## Problem details:
What lines in the records below hold the string "foobar"? Please show them.

## Dataset content:
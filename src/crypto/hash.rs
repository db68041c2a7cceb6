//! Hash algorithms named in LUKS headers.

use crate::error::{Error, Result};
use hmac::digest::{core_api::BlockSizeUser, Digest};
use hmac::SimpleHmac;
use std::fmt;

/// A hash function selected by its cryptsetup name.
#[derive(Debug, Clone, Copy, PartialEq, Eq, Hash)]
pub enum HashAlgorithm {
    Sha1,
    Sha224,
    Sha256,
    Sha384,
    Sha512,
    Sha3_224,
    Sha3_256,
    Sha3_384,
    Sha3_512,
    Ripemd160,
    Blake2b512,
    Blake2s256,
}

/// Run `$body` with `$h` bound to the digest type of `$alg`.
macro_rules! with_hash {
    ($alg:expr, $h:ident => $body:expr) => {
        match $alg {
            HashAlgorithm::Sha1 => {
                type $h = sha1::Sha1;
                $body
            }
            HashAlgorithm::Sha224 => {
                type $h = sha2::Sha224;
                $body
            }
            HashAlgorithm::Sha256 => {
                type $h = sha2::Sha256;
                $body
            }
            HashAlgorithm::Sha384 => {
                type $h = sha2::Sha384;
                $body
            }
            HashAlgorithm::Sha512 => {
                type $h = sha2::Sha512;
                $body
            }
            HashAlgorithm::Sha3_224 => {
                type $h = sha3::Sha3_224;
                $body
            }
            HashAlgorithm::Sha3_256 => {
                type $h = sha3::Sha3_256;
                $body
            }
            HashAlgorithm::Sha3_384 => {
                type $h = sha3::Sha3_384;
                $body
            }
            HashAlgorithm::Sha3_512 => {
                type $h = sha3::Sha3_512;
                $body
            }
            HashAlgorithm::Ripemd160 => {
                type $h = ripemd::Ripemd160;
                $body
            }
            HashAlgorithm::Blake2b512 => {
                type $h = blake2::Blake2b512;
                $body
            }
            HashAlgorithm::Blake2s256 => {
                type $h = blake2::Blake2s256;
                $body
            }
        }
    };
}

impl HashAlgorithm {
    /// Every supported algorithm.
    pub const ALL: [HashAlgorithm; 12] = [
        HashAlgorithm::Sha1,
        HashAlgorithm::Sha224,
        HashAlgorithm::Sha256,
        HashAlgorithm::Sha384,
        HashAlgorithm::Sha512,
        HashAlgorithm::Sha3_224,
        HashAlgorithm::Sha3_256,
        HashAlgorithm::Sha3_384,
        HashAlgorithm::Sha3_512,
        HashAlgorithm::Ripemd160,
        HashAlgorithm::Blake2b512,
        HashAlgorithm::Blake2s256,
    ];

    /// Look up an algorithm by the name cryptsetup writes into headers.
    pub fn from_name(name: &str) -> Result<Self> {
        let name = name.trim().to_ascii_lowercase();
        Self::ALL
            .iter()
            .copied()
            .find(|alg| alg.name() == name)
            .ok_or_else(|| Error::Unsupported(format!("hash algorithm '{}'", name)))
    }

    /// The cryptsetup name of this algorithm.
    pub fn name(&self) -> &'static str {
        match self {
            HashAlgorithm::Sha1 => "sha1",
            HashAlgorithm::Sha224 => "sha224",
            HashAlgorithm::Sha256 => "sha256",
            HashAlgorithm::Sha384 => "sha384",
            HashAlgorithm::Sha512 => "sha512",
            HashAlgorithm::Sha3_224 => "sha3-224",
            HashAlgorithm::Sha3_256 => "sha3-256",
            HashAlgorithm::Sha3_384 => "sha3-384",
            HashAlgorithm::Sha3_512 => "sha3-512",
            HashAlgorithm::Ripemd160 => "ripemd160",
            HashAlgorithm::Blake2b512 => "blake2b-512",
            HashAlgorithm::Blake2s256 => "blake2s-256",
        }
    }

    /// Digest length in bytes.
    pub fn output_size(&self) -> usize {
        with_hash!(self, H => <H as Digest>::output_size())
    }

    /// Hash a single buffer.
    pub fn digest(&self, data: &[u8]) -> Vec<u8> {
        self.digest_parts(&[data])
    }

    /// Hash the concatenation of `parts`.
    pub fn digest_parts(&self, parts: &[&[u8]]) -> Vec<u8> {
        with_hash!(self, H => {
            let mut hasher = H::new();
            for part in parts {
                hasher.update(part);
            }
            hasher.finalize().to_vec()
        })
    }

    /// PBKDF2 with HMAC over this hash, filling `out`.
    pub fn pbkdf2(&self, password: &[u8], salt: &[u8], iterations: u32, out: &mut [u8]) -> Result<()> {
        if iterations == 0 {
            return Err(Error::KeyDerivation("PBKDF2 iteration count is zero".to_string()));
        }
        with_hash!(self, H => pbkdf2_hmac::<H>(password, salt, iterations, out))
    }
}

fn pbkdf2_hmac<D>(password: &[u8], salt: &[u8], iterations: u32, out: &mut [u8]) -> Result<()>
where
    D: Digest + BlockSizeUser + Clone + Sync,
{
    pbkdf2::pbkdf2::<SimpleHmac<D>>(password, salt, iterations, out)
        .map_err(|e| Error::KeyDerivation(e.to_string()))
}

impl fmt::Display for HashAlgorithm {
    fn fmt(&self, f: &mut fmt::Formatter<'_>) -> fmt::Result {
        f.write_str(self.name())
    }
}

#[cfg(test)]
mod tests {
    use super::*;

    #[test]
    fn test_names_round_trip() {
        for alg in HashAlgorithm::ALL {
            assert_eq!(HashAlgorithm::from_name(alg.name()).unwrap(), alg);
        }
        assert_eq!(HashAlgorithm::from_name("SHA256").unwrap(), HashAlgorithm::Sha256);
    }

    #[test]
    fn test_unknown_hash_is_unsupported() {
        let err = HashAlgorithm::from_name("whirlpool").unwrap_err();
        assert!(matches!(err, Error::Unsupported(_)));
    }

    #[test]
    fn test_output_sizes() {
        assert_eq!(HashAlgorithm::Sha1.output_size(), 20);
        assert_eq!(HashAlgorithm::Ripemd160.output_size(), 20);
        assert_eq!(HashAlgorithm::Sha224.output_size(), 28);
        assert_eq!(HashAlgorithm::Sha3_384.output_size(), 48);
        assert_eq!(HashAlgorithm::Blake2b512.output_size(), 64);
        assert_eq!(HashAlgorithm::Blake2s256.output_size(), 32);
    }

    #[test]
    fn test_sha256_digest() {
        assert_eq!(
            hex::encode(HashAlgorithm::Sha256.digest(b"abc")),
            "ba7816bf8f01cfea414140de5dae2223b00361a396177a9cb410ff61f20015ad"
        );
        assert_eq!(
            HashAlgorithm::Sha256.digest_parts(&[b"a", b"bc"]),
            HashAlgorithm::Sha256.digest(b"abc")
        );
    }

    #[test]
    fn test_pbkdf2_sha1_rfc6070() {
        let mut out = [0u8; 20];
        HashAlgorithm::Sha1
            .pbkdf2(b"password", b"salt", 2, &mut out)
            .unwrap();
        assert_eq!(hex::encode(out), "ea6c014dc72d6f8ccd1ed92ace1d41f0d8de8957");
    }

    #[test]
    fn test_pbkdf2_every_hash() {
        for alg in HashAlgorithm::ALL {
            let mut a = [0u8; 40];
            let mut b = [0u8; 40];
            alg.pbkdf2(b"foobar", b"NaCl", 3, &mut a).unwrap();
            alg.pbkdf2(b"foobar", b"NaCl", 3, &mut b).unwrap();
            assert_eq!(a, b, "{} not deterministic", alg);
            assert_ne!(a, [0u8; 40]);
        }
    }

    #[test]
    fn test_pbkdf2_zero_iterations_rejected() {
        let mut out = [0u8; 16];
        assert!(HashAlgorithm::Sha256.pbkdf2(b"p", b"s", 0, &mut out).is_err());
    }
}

## Answer space:
            alg.pbkdf2(b"foobar", b"NaCl", 3, &mut a).unwrap();
            alg.pbkdf2(b"foobar", b"NaCl", 3, &mut b).unwrap();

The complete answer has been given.